Woman With Transplanted Uterus Gives Birth, the First in the U.S.
For the first time in the United States, a woman who had a uterus transplant has given birth.
The mother, who was born without a uterus, received the transplant from a living donor last year at Baylor University Medical Center in Dallas, and had a baby boy there last month, the hospital said on Friday.
At the family’s request, their name, hometown and the date of the birth are being withheld to protect their privacy, according to Julie Smith, a spokeswoman for the hospital, which is part of Baylor Scott & White Health.
Since 2014, eight other babies have been born to women who had uterus transplants, all in Sweden, at the Sahlgrenska University Hospital in Gothenburg.

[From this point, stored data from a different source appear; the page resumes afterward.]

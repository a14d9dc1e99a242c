// SPDX-License-Identifier: GPL-3.0-only

//! Channel separation
//!
//! Splits one color frame into three per-channel images. Inside a centered
//! square region of interest every pixel is thresholded on a single color
//! component into pure black or white; everything outside the region keeps
//! its source color. The decoder is expected to ignore the margins.

use crate::backends::camera::CameraFrame;
use crate::config::{ChannelThresholds, ScannerConfig};
use crate::constants::{BLACK, WHITE, roi};
use crate::frame_processor::types::{Channel, MonochromeImage};
use image::{Rgb, RgbImage};
use std::ops::Range;
use tracing::trace;

/// Centered square region that gets binarized
#[derive(Debug, Clone, Copy, PartialEq, Eq)]
pub struct RegionOfInterest {
    /// Left edge in pixels
    pub x: u32,
    /// Top edge in pixels
    pub y: u32,
    /// Side length in pixels
    pub edge: u32,
}

impl RegionOfInterest {
    /// ROI for a frame using the default shrink divisor
    pub fn for_frame(width: u32, height: u32) -> Self {
        Self::with_divisor(width, height, roi::SHRINK_DIVISOR)
    }

    /// ROI whose edge is `min - min / divisor` of the shorter frame side
    pub fn with_divisor(width: u32, height: u32, divisor: u32) -> Self {
        let min_length = width.min(height);
        let edge = min_length - min_length / divisor.max(1);
        Self {
            x: (width - edge) / 2,
            y: (height - edge) / 2,
            edge,
        }
    }

    /// Degenerate ROI covering no pixels
    pub fn is_empty(&self) -> bool {
        self.edge == 0
    }

    pub fn columns(&self) -> Range<u32> {
        self.x..self.x + self.edge
    }

    pub fn rows(&self) -> Range<u32> {
        self.y..self.y + self.edge
    }

    pub fn contains(&self, x: u32, y: u32) -> bool {
        self.columns().contains(&x) && self.rows().contains(&y)
    }
}

/// Threshold one color component: strictly above the threshold is white
#[inline]
pub fn binarize(component: u8, threshold: u8) -> [u8; 3] {
    if component > threshold { WHITE } else { BLACK }
}

/// Produces per-channel thresholded images from color frames
#[derive(Debug, Clone)]
pub struct ChannelSeparator {
    thresholds: ChannelThresholds,
    roi_divisor: u32,
}

impl Default for ChannelSeparator {
    fn default() -> Self {
        Self::new(ChannelThresholds::default(), roi::SHRINK_DIVISOR)
    }
}

impl ChannelSeparator {
    pub fn new(thresholds: ChannelThresholds, roi_divisor: u32) -> Self {
        Self {
            thresholds,
            roi_divisor: roi_divisor.max(1),
        }
    }

    pub fn from_config(config: &ScannerConfig) -> Self {
        Self::new(config.thresholds, config.roi_shrink_divisor)
    }

    /// ROI this separator uses for a frame of the given size
    pub fn region_for(&self, width: u32, height: u32) -> RegionOfInterest {
        RegionOfInterest::with_divisor(width, height, self.roi_divisor)
    }

    /// Split a frame into one image per channel
    ///
    /// `filled[i]` marks channels whose slot already holds a decoded payload;
    /// those yield `None` and cost nothing. A zero-area frame yields
    /// unmodified copies.
    pub fn separate(&self, frame: &CameraFrame, filled: [bool; 3]) -> [Option<MonochromeImage>; 3] {
        if filled.iter().all(|f| *f) {
            return [None, None, None];
        }

        let source = frame.to_rgb_image();
        let mut images: [Option<RgbImage>; 3] =
            std::array::from_fn(|i| (!filled[i]).then(|| source.clone()));

        let region = self.region_for(frame.width, frame.height);
        trace!(
            width = frame.width,
            height = frame.height,
            roi_x = region.x,
            roi_y = region.y,
            roi_edge = region.edge,
            "Separating channels"
        );

        for y in region.rows() {
            for x in region.columns() {
                let rgb = frame.rgb_at(x, y);
                for channel in Channel::ALL {
                    if let Some(image) = images[channel.index()].as_mut() {
                        let threshold = self.thresholds.for_channel(channel);
                        image.put_pixel(x, y, Rgb(binarize(channel.component(rgb), threshold)));
                    }
                }
            }
        }

        let [red, green, blue] = images;
        let wrap = |channel: Channel, pixels: Option<RgbImage>| {
            pixels.map(|pixels| MonochromeImage {
                channel,
                pixels,
                rotation: frame.rotation,
            })
        };

        [
            wrap(Channel::Red, red),
            wrap(Channel::Green, green),
            wrap(Channel::Blue, blue),
        ]
    }
}

#[cfg(test)]
mod tests {
    use super::*;
    use crate::backends::camera::SensorRotation;

    fn solid_frame(width: u32, height: u32, rgb: [u8; 3]) -> CameraFrame {
        let mut data = Vec::with_capacity((width * height * 4) as usize);
        for _ in 0..width * height {
            data.extend_from_slice(&[rgb[0], rgb[1], rgb[2], 255]);
        }
        CameraFrame::from_rgba(width, height, data).unwrap()
    }

    #[test]
    fn test_roi_geometry() {
        // min 480, edge 480 - 120 = 360
        let roi = RegionOfInterest::for_frame(640, 480);
        assert_eq!(roi, RegionOfInterest { x: 140, y: 60, edge: 360 });
        assert!(roi.contains(140, 60));
        assert!(roi.contains(499, 419));
        assert!(!roi.contains(500, 419));
        assert!(!roi.contains(139, 100));
    }

    #[test]
    fn test_roi_degenerate() {
        assert!(RegionOfInterest::for_frame(0, 480).is_empty());
        assert!(RegionOfInterest::for_frame(640, 0).is_empty());
        assert!(!RegionOfInterest::for_frame(1, 1).is_empty());
    }

    #[test]
    fn test_threshold_is_exclusive() {
        assert_eq!(binarize(161, 160), WHITE);
        assert_eq!(binarize(160, 160), BLACK);
        assert_eq!(binarize(176, 175), WHITE);
        assert_eq!(binarize(175, 175), BLACK);
    }

    #[test]
    fn test_red_threshold_boundary() {
        let separator = ChannelSeparator::default();

        let [red, _, _] = separator.separate(&solid_frame(8, 8, [161, 0, 0]), [false; 3]);
        assert_eq!(red.unwrap().pixels.get_pixel(4, 4).0, WHITE);

        let [red, _, _] = separator.separate(&solid_frame(8, 8, [160, 0, 0]), [false; 3]);
        assert_eq!(red.unwrap().pixels.get_pixel(4, 4).0, BLACK);
    }

    #[test]
    fn test_channels_use_own_thresholds() {
        // Green at 170 is below its 175 threshold, blue at 170 is above 160
        let separator = ChannelSeparator::default();
        let [red, green, blue] =
            separator.separate(&solid_frame(8, 8, [200, 170, 170]), [false; 3]);

        assert_eq!(red.unwrap().pixels.get_pixel(3, 3).0, WHITE);
        assert_eq!(green.unwrap().pixels.get_pixel(3, 3).0, BLACK);
        assert_eq!(blue.unwrap().pixels.get_pixel(3, 3).0, WHITE);
    }

    #[test]
    fn test_pixels_outside_roi_unchanged() {
        // 8x8: edge 6, offsets 1 -> ROI covers 1..7
        let separator = ChannelSeparator::default();
        let [red, green, blue] = separator.separate(&solid_frame(8, 8, [200, 100, 50]), [false; 3]);

        for image in [red.unwrap(), green.unwrap(), blue.unwrap()] {
            assert_eq!((image.width(), image.height()), (8, 8));
            assert_eq!(image.pixels.get_pixel(0, 0).0, [200, 100, 50]);
            assert_eq!(image.pixels.get_pixel(7, 7).0, [200, 100, 50]);
            assert_eq!(image.pixels.get_pixel(7, 3).0, [200, 100, 50]);
        }
    }

    #[test]
    fn test_filled_channels_skipped() {
        let separator = ChannelSeparator::default();
        let [red, green, blue] =
            separator.separate(&solid_frame(4, 4, [255, 255, 255]), [true, false, true]);

        assert!(red.is_none());
        assert!(blue.is_none());
        let green = green.unwrap();
        assert_eq!(green.channel, Channel::Green);

        let all_filled = separator.separate(&solid_frame(4, 4, [0, 0, 0]), [true; 3]);
        assert!(all_filled.iter().all(Option::is_none));
    }

    #[test]
    fn test_rotation_carried() {
        let separator = ChannelSeparator::default();
        let frame = solid_frame(4, 4, [0, 0, 0]).with_rotation(SensorRotation::Rotate90);
        let [red, _, _] = separator.separate(&frame, [false; 3]);
        assert_eq!(red.unwrap().rotation, SensorRotation::Rotate90);
    }

    #[test]
    fn test_zero_area_passes_through() {
        let separator = ChannelSeparator::default();
        let frame = CameraFrame::from_rgba(0, 4, Vec::new()).unwrap();
        let images = separator.separate(&frame, [false; 3]);
        for image in images {
            let image = image.unwrap();
            assert_eq!((image.width(), image.height()), (0, 4));
        }
    }

    #[test]
    fn test_custom_thresholds() {
        let separator = ChannelSeparator::new(
            ChannelThresholds {
                red: 10,
                green: 10,
                blue: 10,
            },
            4,
        );
        let [red, _, _] = separator.separate(&solid_frame(4, 4, [11, 0, 0]), [false; 3]);
        assert_eq!(red.unwrap().pixels.get_pixel(2, 2).0, WHITE);
    }
}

A new frontier, uterus transplants are seen as a source of hope for women who cannot give birth because they were born without a uterus or had to have it removed because of cancer, other illness or complications from childbirth. Researchers estimate that in the United States, 50,000 women might be candidates.
The transplants are meant to be temporary, left in place just long enough for a woman to have one or two children, and then removed so she can stop taking the immune-suppressing drugs needed to prevent organ rejection.
Dr. Liza Johannesson, a uterus transplant surgeon who left the Swedish team to join Baylor’s group, said the birth in Dallas was particularly important because it showed that success was not limited to the hospital in Gothenburg.